INFORMATION SUPPLIED Start Marker
//! Session timer and aggregator.
//!
//! [`SessionTracker`] owns the session log and the single active-session
//! pointer. Transitions apply synchronously and never fail; each one emits
//! [`PersistIntent`]s to the sync worker and moves on without waiting.

use chrono::{DateTime, Local, Utc, Weekday};
use serde::Serialize;
use tokio::sync::mpsc::UnboundedSender;
use tracing::{debug, info, warn};

use super::session::{running_delta, ActiveSession, Session, SessionState};
use crate::core::{CalendarWindow, Clock, SystemClock};
use crate::features::sync::PersistIntent;

/// What a transition did.
#[derive(Debug, Clone, PartialEq, Eq, Serialize)]
#[serde(tag = "transition", rename_all = "snake_case")]
pub enum Transition {
    /// A new session is running. `ended` holds the session force-ended to
    /// make room for it.
    Started {
        session: Session,
        ended: Option<Session>,
    },
    /// The active session stopped accruing time.
    Paused { session: Session },
    /// The active session is accruing time again.
    Resumed { session: Session },
    /// The active session was finalized.
    Ended { session: Session },
    /// Nothing is active.
    NoActiveSession,
    /// Pause requested while already paused.
    NotRunning,
    /// Resume requested while running.
    NotPaused,
}

impl Transition {
    /// Whether the call left everything untouched.
    #[must_use]
    pub const fn is_noop(&self) -> bool {
        matches!(
            self,
            Self::NoActiveSession | Self::NotRunning | Self::NotPaused
        )
    }

    /// The session the transition acted on, if any.
    #[must_use]
    pub const fn session(&self) -> Option<&Session> {
        match self {
            Self::Started { session, .. }
            | Self::Paused { session }
            | Self::Resumed { session }
            | Self::Ended { session } => Some(session),
            Self::NoActiveSession | Self::NotRunning | Self::NotPaused => None,
        }
    }
}

/// Focus-time tracker.
///
/// At most one session is active. The log holds every session, including
/// the open one, whose entry is updated on every transition so log scans
/// never double-count it.
pub struct SessionTracker<C: Clock = SystemClock> {
    clock: C,
    owner_id: Option<String>,
    week_starts_on: Weekday,
    log: Vec<Session>,
    active: Option<ActiveSession>,
    outbox: Option<UnboundedSender<PersistIntent>>,
}

impl<C: Clock> SessionTracker<C> {
    /// Create an idle tracker with an empty log.
    #[must_use]
    pub const fn new(clock: C) -> Self {
        Self {
            clock,
            owner_id: None,
            week_starts_on: Weekday::Sun,
            log: Vec::new(),
            active: None,
            outbox: None,
        }
    }

    /// Stamp new sessions with an owner identity.
    #[must_use]
    pub fn with_owner(mut self, owner_id: Option<String>) -> Self {
        self.owner_id = owner_id;
        self
    }

    /// Set the first day of the week window.
    #[must_use]
    pub const fn with_week_start(mut self, day: Weekday) -> Self {
        self.week_starts_on = day;
        self
    }

    /// Send persistence intents to `outbox`.
    #[must_use]
    pub fn with_outbox(mut self, outbox: UnboundedSender<PersistIntent>) -> Self {
        self.outbox = Some(outbox);
        self
    }

    /// Rebuild the log from cached sessions.
    ///
    /// The newest un-ended session becomes active. Any other un-ended
    /// session is ended at its last update, keeping the elapsed time it had
    /// folded by then. Returns how many sessions were ended that way.
    pub fn restore(&mut self, sessions: Vec<Session>) -> usize {
        self.log = sessions;
        self.active = None;

        let newest_open = self
            .log
            .iter()
            .filter(|s| !s.is_ended())
            .max_by_key(|s| (s.start_time, s.updated_at))
            .map(|s| s.id.clone());

        let mut repaired = Vec::new();
        for session in &mut self.log {
            if session.is_ended() || Some(&session.id) == newest_open.as_ref() {
                continue;
            }
            session.end_time = Some(session.updated_at);
            session.is_running = false;
            repaired.push(session.clone());
        }

        if let Some(id) = newest_open {
            self.active = self.log.iter().find(|s| s.id == id).map(ActiveSession::of);
        }

        let count = repaired.len();
        if count > 0 {
            warn!(count, "ended stale open sessions from cache");
        }
        for session in repaired {
            self.emit(PersistIntent::UpsertSession(session));
        }

        info!(
            sessions = self.log.len(),
            state = %self.state(),
            "tracker restored"
        );
        count
    }

    /// Start a session for `item_ref`, force-ending any active session first.
    pub fn start_session(
        &mut self,
        item_ref: impl Into<String>,
        item_label: impl Into<String>,
    ) -> Transition {
        let now = self.clock.now();
        let ended = match self.end_at(now) {
            Transition::Ended { session } => Some(session),
            _ => None,
        };

        let session = Session::start(item_ref, item_label, self.owner_id.clone(), now);
        info!(id = %session.id, item = %session.item_ref, "session started");

        self.active = Some(ActiveSession::of(&session));
        self.log.push(session.clone());
        self.emit(PersistIntent::UpsertSession(session.clone()));

        Transition::Started { session, ended }
    }

    /// Stop accruing time. No-op unless running.
    pub fn pause_session(&mut self) -> Transition {
        let now = self.clock.now();
        match self.active.as_mut() {
            None => {
                debug!("pause ignored: no active session");
                return Transition::NoActiveSession;
            }
            Some(active) if !active.is_running => {
                debug!("pause ignored: already paused");
                return Transition::NotRunning;
            }
            Some(active) => {
                active.elapsed_ms += running_delta(active.start_time, now);
                active.is_running = false;
            }
        }

        match self.sync_open_entry(now, None) {
            Some(session) => {
                info!(id = %session.id, elapsed_ms = session.elapsed_ms, "session paused");
                self.emit(PersistIntent::UpsertSession(session.clone()));
                Transition::Paused { session }
            }
            None => Transition::NoActiveSession,
        }
    }

    /// Start accruing time again. No-op unless paused.
    pub fn resume_session(&mut self) -> Transition {
        let now = self.clock.now();
        match self.active.as_mut() {
            None => {
                debug!("resume ignored: no active session");
                return Transition::NoActiveSession;
            }
            Some(active) if active.is_running => {
                debug!("resume ignored: already running");
                return Transition::NotPaused;
            }
            Some(active) => {
                active.start_time = now;
                active.is_running = true;
            }
        }

        match self.sync_open_entry(now, None) {
            Some(session) => {
                info!(id = %session.id, "session resumed");
                self.emit(PersistIntent::UpsertSession(session.clone()));
                Transition::Resumed { session }
            }
            None => Transition::NoActiveSession,
        }
    }

    /// Finalize the active session. No-op when idle.
    pub fn end_session(&mut self) -> Transition {
        let now = self.clock.now();
        self.end_at(now)
    }

    fn end_at(&mut self, now: DateTime<Utc>) -> Transition {
        let Some(active) = self.active.as_mut() else {
            debug!("end ignored: no active session");
            return Transition::NoActiveSession;
        };

        if active.is_running {
            active.elapsed_ms += running_delta(active.start_time, now);
            active.is_running = false;
        }

        let session = self.sync_open_entry(now, Some(now));
        self.active = None;

        let Some(session) = session else {
            return Transition::NoActiveSession;
        };

        info!(
            id = %session.id,
            item = %session.item_ref,
            elapsed_ms = session.elapsed_ms,
            "session ended"
        );
        self.emit(PersistIntent::UpsertSession(session.clone()));
        self.emit(PersistIntent::AddDailyFocus {
            owner_id: session.owner_id.clone(),
            date: now.with_timezone(&Local).date_naive(),
            ms: session.elapsed_ms,
        });

        Transition::Ended { session }
    }

    /// Copy the active pointer's fields into its log entry.
    fn sync_open_entry(
        &mut self,
        now: DateTime<Utc>,
        end_time: Option<DateTime<Utc>>,
    ) -> Option<Session> {
        let active = self.active.as_ref()?;
        let Some(entry) = self.log.iter_mut().find(|s| s.id == active.session_id) else {
            warn!(id = %active.session_id, "active session missing from log");
            return None;
        };

        entry.start_time = active.start_time;
        entry.elapsed_ms = active.elapsed_ms;
        entry.is_running = active.is_running;
        entry.end_time = end_time;
        entry.updated_at = now;
        Some(entry.clone())
    }

    fn emit(&self, intent: PersistIntent) {
        let Some(outbox) = &self.outbox else {
            return;
        };
        let kind = intent.kind();
        if outbox.send(intent).is_err() {
            warn!(kind, "sync worker stopped; intent not persisted");
        }
    }

    /// Current state.
    #[must_use]
    pub fn state(&self) -> SessionState {
        self.active
            .as_ref()
            .map_or(SessionState::Idle, ActiveSession::state)
    }

    /// The active session pointer.
    #[must_use]
    pub const fn active(&self) -> Option<&ActiveSession> {
        self.active.as_ref()
    }

    /// The log entry of the active session.
    #[must_use]
    pub fn active_session(&self) -> Option<&Session> {
        let active = self.active.as_ref()?;
        self.log.iter().find(|s| s.id == active.session_id)
    }

    /// Every session known to the tracker.
    #[must_use]
    pub fn log(&self) -> &[Session] {
        &self.log
    }

    /// The clock's current instant.
    #[must_use]
    pub fn now(&self) -> DateTime<Utc> {
        self.clock.now()
    }

    /// First day of the week window.
    #[must_use]
    pub const fn week_starts_on(&self) -> Weekday {
        self.week_starts_on
    }

    /// Elapsed time of the active session right now. Read-only; suitable for
    /// a ticking display.
    #[must_use]
    pub fn live_elapsed(&self) -> i64 {
        let now = self.clock.now();
        self.active.as_ref().map_or(0, |a| a.elapsed_at(now))
    }

    /// Focus time in sessions whose `start_time` is at or after
    /// `window_start`, including time accrued since the last resume.
    #[must_use]
    pub fn window_total(&self, window_start: DateTime<Utc>) -> i64 {
        let now = self.clock.now();
        let logged: i64 = self
            .log
            .iter()
            .filter(|s| s.start_time >= window_start)
            .map(|s| s.elapsed_ms)
            .sum();
        let live = self
            .active
            .as_ref()
            .filter(|a| a.start_time >= window_start)
            .map_or(0, |a| a.live_delta(now));
        logged + live
    }

    /// Start of `window` as of now.
    #[must_use]
    pub fn window_start(&self, window: CalendarWindow) -> DateTime<Utc> {
        window.start_local(self.clock.now(), self.week_starts_on)
    }

    /// Focus time in a calendar window.
    #[must_use]
    pub fn total_for(&self, window: CalendarWindow) -> i64 {
        self.window_total(self.window_start(window))
    }

    /// Focus time since local midnight.
    #[must_use]
    pub fn today_total(&self) -> i64 {
        self.total_for(CalendarWindow::Today)
    }

    /// Focus time since the start of the week.
    #[must_use]
    pub fn week_total(&self) -> i64 {
        self.total_for(CalendarWindow::Week)
    }

    /// Focus time since the first of the month.
    #[must_use]
    pub fn month_total(&self) -> i64 {
        self.total_for(CalendarWindow::Month)
    }

    /// Focus time since January 1.
    #[must_use]
    pub fn year_total(&self) -> i64 {
        self.total_for(CalendarWindow::Year)
    }

    /// All-time focus on `item_ref`.
    #[must_use]
    pub fn project_total(&self, item_ref: &str) -> i64 {
        let now = self.clock.now();
        let logged: i64 = self
            .log
            .iter()
            .filter(|s| s.item_ref == item_ref)
            .map(|s| s.elapsed_ms)
            .sum();
        let live = self
            .active
            .as_ref()
            .filter(|a| a.item_ref == item_ref)
            .map_or(0, |a| a.live_delta(now));
        logged + live
    }
}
INFORMATION SUPPLIED End Marker
PROBLEM REQUIREMENTS:
Transcribe exactly, and only, the lines from the opening line of the records through the line containing "#[derive(Debug, Clone, PartialEq, Eq, Serialize)]".

RESULT:
//! Session timer and aggregator.
//!
//! [`SessionTracker`] owns the session log and the single active-session
//! pointer. Transitions apply synchronously and never fail; each one emits
//! [`PersistIntent`]s to the sync worker and moves on without waiting.

use chrono::{DateTime, Local, Utc, Weekday};
use serde::Serialize;
use tokio::sync::mpsc::UnboundedSender;
use tracing::{debug, info, warn};

use super::session::{running_delta, ActiveSession, Session, SessionState};
use crate::core::{CalendarWindow, Clock, SystemClock};
use crate::features::sync::PersistIntent;

/// What a transition did.
#[derive(Debug, Clone, PartialEq, Eq, Serialize)]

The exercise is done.